#### Work to complete
In the data below, which lines hold the word "OneOf"? Copy them.

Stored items
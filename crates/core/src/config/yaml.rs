//! Multi-document YAML loading.
//!
//! A config file is a YAML stream that may hold several documents separated
//! by `---`. When the stream fails to parse, a lint pass re-reads the content
//! to find a more precise location for the problem before the error is
//! reported.

use crate::config::error::{ConfigError, ConfigResult, LintError};
use serde::Deserialize;
use serde_yaml::Value;
use std::path::Path;

/// Parses every document in `content`.
///
/// `path` is the file the content was read from; it only feeds error
/// messages. Empty documents come back as [`Value::Null`] and are left for
/// the caller to filter out.
///
/// # Errors
///
/// Returns [`ConfigError::YamlLint`] when the lint pass could locate the
/// problem, and [`ConfigError::YamlParse`] otherwise.
pub fn parse_documents(content: &str, path: &Path) -> ConfigResult<Vec<Value>> {
    load_all(content).map_err(|err| diagnose(content, path, err))
}

fn load_all(content: &str) -> Result<Vec<Value>, serde_yaml::Error> {
    serde_yaml::Deserializer::from_str(content)
        .map(Value::deserialize)
        .collect()
}

fn diagnose(content: &str, path: &Path, err: serde_yaml::Error) -> ConfigError {
    let file_name = path
        .file_name()
        .map(|name| name.to_string_lossy().into_owned())
        .unwrap_or_default();
    let dir = path.parent().map(Path::to_path_buf).unwrap_or_default();
    let reason = err.to_string();

    match lint(content) {
        Err(lint_error) => ConfigError::YamlLint {
            file_name,
            dir,
            reason,
            source: lint_error,
        },
        Ok(()) => ConfigError::YamlParse {
            file_name,
            dir,
            reason,
            source: err,
        },
    }
}

/// Checks `content` for problems and reports the first one found, with its
/// line and column in the file.
///
/// Each document is parsed on its own so a failure can be attributed to a
/// single document, and indentation is checked for tab characters.
pub fn lint(content: &str) -> Result<(), LintError> {
    check_indentation(content)?;

    for document in split_documents(content) {
        if let Err(err) = serde_yaml::from_str::<Value>(&document.text) {
            let (line, column) = err
                .location()
                .map(|loc| (document.first_line + loc.line(), loc.column()))
                .unwrap_or((document.first_line + 1, 1));

            return Err(LintError {
                line,
                column,
                message: strip_location(&err.to_string()),
                snippet: source_line(content, line),
                source: Some(err),
            });
        }
    }

    Ok(())
}

/// A single document cut out of a stream.
struct DocumentSlice {
    /// Zero-based index of the document's first line within the stream.
    first_line: usize,
    text: String,
}

fn split_documents(content: &str) -> Vec<DocumentSlice> {
    let mut documents = Vec::new();
    let mut current = DocumentSlice {
        first_line: 0,
        text: String::new(),
    };

    for (index, line) in content.lines().enumerate() {
        if is_document_start(line) && !current.text.trim().is_empty() {
            let next = DocumentSlice {
                first_line: index,
                text: String::new(),
            };
            documents.push(std::mem::replace(&mut current, next));
        }
        current.text.push_str(line);
        current.text.push('\n');
    }

    if !current.text.trim().is_empty() {
        documents.push(current);
    }

    documents
}

fn is_document_start(line: &str) -> bool {
    line.strip_prefix("---")
        .is_some_and(|rest| rest.is_empty() || rest.starts_with(char::is_whitespace))
}

fn check_indentation(content: &str) -> Result<(), LintError> {
    for (index, line) in content.lines().enumerate() {
        let indent = line
            .char_indices()
            .take_while(|(_, c)| *c == ' ' || *c == '\t')
            .find(|(_, c)| *c == '\t');

        if let Some((offset, _)) = indent {
            return Err(LintError {
                line: index + 1,
                column: offset + 1,
                message: "found a tab character where indentation is expected".to_string(),
                snippet: Some(line.to_string()),
                source: None,
            });
        }
    }

    Ok(())
}

fn source_line(content: &str, line: usize) -> Option<String> {
    line.checked_sub(1)
        .and_then(|index| content.lines().nth(index))
        .map(str::to_string)
}

// serde_yaml appends "at line X column Y" relative to the parsed slice.
fn strip_location(message: &str) -> String {
    match message.find(" at line ") {
        Some(index) => message[..index].to_string(),
        None => message.to_string(),
    }
}
//! Declarative schema descriptions.

/// The expected shape of a YAML value.
#[derive(Debug, Clone, PartialEq)]
pub enum Schema {
    /// Accepts any value.
    Any,
    String,
    /// A lowercase name: letters, digits and single dashes, starting with a letter.
    Identifier,
    Boolean,
    /// Any mapping, contents unchecked.
    Mapping,
    /// A string from a fixed set.
    OneOf(Vec<&'static str>),
    Array(Box<Schema>),
    Object(ObjectSchema),
}

impl Schema {
    pub fn array(items: Schema) -> Self {
        Schema::Array(Box::new(items))
    }
}

/// A mapping with known keys.
#[derive(Debug, Clone, PartialEq, Default)]
pub struct ObjectSchema {
    pub keys: Vec<KeySchema>,
    /// Whether keys not listed in [`ObjectSchema::keys`] are accepted.
    pub allow_unknown: bool,
}

#[derive(Debug, Clone, PartialEq)]
pub struct KeySchema {
    pub name: &'static str,
    pub schema: Schema,
    pub required: bool,
}

impl ObjectSchema {
    pub fn new() -> Self {
        Self::default()
    }

    /// Adds an optional key.
    pub fn key(mut self, name: &'static str, schema: Schema) -> Self {
        self.keys.push(KeySchema {
            name,
            schema,
            required: false,
        });
        self
    }

    /// Adds a key that must be present and non-null.
    pub fn required(mut self, name: &'static str, schema: Schema) -> Self {
        self.keys.push(KeySchema {
            name,
            schema,
            required: true,
        });
        self
    }

    pub fn allow_unknown(mut self, allow: bool) -> Self {
        self.allow_unknown = allow;
        self
    }

    pub fn get(&self, name: &str) -> Option<&KeySchema> {
        self.keys.iter().find(|key| key.name == name)
    }

    pub fn into_schema(self) -> Schema {
        Schema::Object(self)
    }
}

fn copy_spec_schema() -> Schema {
    ObjectSchema::new()
        .required("source", Schema::String)
        .key("target", Schema::String)
        .into_schema()
}

fn build_dependency_schema() -> Schema {
    ObjectSchema::new()
        .required("name", Schema::Identifier)
        .key("copy", Schema::array(copy_spec_schema()))
        .into_schema()
}

fn build_schema() -> Schema {
    // Module types add their own build keys.
    ObjectSchema::new()
        .key("dependencies", Schema::array(build_dependency_schema()))
        .allow_unknown(true)
        .into_schema()
}

/// Schema for a loaded Module resource.
///
/// Covers the structural fields only. Unknown top-level keys are accepted;
/// type-specific fields are validated later by the module type's handler.
pub fn core_module_schema() -> Schema {
    ObjectSchema::new()
        .required("apiVersion", Schema::String)
        .required("kind", Schema::OneOf(vec!["Module"]))
        .required("type", Schema::Identifier)
        .required("name", Schema::Identifier)
        .key("description", Schema::String)
        .key("disabled", Schema::Boolean)
        .key("include", Schema::array(Schema::String))
        .key("exclude", Schema::array(Schema::String))
        .key("repositoryUrl", Schema::String)
        .key("allowPublish", Schema::Boolean)
        .key("build", build_schema())
        .required("path", Schema::String)
        .required("configPath", Schema::String)
        .key("outputs", Schema::Mapping)
        .key("serviceConfigs", Schema::array(Schema::Any))
        .key("testConfigs", Schema::array(Schema::Any))
        .key("taskConfigs", Schema::array(Schema::Any))
        .key("spec", Schema::Mapping)
        .allow_unknown(true)
        .into_schema()
}
//! Custom assertion helpers for integration tests.

use rk_protocol::{Resource, ResourceKind};

/// Assert that the resources have the given kinds, in order.
#[allow(dead_code)]
pub fn assert_kinds(resources: &[Resource], expected: &[ResourceKind]) {
    let kinds: Vec<ResourceKind> = resources.iter().map(Resource::kind).collect();
    assert_eq!(kinds, expected, "Unexpected resource kinds");
}

/// Assert that every resource points at the given config file and its directory.
#[allow(dead_code)]
pub fn assert_located_at(resources: &[Resource], config_path: &std::path::Path) {
    for resource in resources {
        assert_eq!(resource.config_path(), config_path);
        assert_eq!(Some(resource.path()), config_path.parent());
        assert!(resource.path().is_absolute(), "path should be absolute");
    }
}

#### Answer below
    OneOf(Vec<&'static str>),
        .required("kind", Schema::OneOf(vec!["Module"]))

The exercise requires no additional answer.